* **Directions**: After reading the entries below, copy word for word the lines from the first through the line containing "impl Default for", and stop there.
-------- Information supplied --------
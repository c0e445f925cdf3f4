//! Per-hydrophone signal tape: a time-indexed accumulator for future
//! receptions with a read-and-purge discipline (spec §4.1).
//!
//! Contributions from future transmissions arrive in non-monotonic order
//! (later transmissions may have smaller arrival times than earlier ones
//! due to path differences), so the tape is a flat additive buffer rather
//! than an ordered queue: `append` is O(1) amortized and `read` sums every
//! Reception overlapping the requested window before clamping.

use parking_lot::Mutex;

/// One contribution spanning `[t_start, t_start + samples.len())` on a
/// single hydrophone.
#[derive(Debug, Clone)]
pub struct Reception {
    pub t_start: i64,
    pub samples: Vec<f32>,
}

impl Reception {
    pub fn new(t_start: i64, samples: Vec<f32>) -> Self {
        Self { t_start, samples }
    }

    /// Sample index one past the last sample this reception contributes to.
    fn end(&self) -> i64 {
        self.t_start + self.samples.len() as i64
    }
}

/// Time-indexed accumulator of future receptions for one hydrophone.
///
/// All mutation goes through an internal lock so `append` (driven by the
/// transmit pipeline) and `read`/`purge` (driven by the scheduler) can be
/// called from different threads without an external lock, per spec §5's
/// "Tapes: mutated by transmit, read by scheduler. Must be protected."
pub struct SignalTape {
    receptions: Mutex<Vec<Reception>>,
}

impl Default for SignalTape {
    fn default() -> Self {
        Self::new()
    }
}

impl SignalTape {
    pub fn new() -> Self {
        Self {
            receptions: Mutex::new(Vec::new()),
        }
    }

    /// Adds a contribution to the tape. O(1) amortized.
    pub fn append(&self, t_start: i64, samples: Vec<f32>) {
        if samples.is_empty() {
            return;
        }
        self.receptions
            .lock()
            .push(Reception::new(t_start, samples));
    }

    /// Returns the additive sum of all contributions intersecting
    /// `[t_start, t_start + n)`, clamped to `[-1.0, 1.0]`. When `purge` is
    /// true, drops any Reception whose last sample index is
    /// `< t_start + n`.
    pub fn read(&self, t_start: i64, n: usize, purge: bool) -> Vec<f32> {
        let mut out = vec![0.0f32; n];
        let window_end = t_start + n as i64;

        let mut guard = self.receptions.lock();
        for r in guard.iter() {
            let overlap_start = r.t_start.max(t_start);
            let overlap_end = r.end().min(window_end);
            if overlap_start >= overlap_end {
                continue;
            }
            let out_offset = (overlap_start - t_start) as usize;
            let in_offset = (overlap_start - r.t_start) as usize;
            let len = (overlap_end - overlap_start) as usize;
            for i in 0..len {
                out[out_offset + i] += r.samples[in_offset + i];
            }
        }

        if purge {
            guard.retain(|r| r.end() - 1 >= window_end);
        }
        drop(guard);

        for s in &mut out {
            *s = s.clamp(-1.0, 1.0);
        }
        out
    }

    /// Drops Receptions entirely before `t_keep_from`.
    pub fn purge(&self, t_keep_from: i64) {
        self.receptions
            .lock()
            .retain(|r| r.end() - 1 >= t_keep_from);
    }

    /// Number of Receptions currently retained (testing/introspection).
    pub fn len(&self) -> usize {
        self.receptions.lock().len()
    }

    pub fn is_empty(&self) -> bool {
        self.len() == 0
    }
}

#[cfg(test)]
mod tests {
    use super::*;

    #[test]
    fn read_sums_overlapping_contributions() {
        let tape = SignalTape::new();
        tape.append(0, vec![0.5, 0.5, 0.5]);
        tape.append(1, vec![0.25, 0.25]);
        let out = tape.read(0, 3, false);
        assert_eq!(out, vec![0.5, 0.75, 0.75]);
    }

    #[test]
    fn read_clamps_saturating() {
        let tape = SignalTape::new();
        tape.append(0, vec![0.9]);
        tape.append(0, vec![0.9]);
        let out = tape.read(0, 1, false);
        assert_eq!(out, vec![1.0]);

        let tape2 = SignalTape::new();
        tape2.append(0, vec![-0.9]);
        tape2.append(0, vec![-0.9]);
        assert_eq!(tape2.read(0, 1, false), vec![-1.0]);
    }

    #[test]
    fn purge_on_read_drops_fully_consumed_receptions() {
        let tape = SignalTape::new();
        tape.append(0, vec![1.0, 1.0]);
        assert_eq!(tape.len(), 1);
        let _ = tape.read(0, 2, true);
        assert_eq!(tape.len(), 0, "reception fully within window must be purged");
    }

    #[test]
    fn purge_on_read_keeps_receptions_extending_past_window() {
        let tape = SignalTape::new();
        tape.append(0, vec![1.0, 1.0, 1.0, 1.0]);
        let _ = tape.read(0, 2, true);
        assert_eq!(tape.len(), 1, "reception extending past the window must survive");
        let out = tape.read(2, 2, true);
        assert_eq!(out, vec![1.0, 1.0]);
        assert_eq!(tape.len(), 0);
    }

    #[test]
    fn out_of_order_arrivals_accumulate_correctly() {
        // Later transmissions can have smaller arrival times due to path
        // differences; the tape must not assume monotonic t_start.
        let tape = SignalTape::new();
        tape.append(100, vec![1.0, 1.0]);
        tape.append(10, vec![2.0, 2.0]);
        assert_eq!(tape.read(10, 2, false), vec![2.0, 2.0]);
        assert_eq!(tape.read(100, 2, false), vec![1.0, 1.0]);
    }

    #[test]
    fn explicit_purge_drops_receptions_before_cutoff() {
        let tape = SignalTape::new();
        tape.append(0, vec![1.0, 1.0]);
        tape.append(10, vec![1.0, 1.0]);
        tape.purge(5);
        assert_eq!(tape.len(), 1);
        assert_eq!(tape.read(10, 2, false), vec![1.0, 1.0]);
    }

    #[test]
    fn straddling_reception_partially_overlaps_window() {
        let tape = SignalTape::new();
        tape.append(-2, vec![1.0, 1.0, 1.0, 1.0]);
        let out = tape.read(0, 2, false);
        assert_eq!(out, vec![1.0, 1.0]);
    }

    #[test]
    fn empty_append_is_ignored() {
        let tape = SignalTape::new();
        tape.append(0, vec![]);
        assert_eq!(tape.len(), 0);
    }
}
--------
* **Finished exercise**:
repository c0e445f925cdf3f4
//! Per-hydrophone signal tape: a time-indexed accumulator for future
//! receptions with a read-and-purge discipline (spec §4.1).
//!
//! Contributions from future transmissions arrive in non-monotonic order
//! (later transmissions may have smaller arrival times than earlier ones
//! due to path differences), so the tape is a flat additive buffer rather
//! than an ordered queue: `append` is O(1) amortized and `read` sums every
//! Reception overlapping the requested window before clamping.

use parking_lot::Mutex;

/// One contribution spanning `[t_start, t_start + samples.len())` on a
/// single hydrophone.
#[derive(Debug, Clone)]
pub struct Reception {
    pub t_start: i64,
    pub samples: Vec<f32>,
}

impl Reception {
    pub fn new(t_start: i64, samples: Vec<f32>) -> Self {
        Self { t_start, samples }
    }

    /// Sample index one past the last sample this reception contributes to.
    fn end(&self) -> i64 {
        self.t_start + self.samples.len() as i64
    }
}

/// Time-indexed accumulator of future receptions for one hydrophone.
///
/// All mutation goes through an internal lock so `append` (driven by the
/// transmit pipeline) and `read`/`purge` (driven by the scheduler) can be
/// called from different threads without an external lock, per spec §5's
/// "Tapes: mutated by transmit, read by scheduler. Must be protected."
pub struct SignalTape {
    receptions: Mutex<Vec<Reception>>,
}

impl Default for SignalTape {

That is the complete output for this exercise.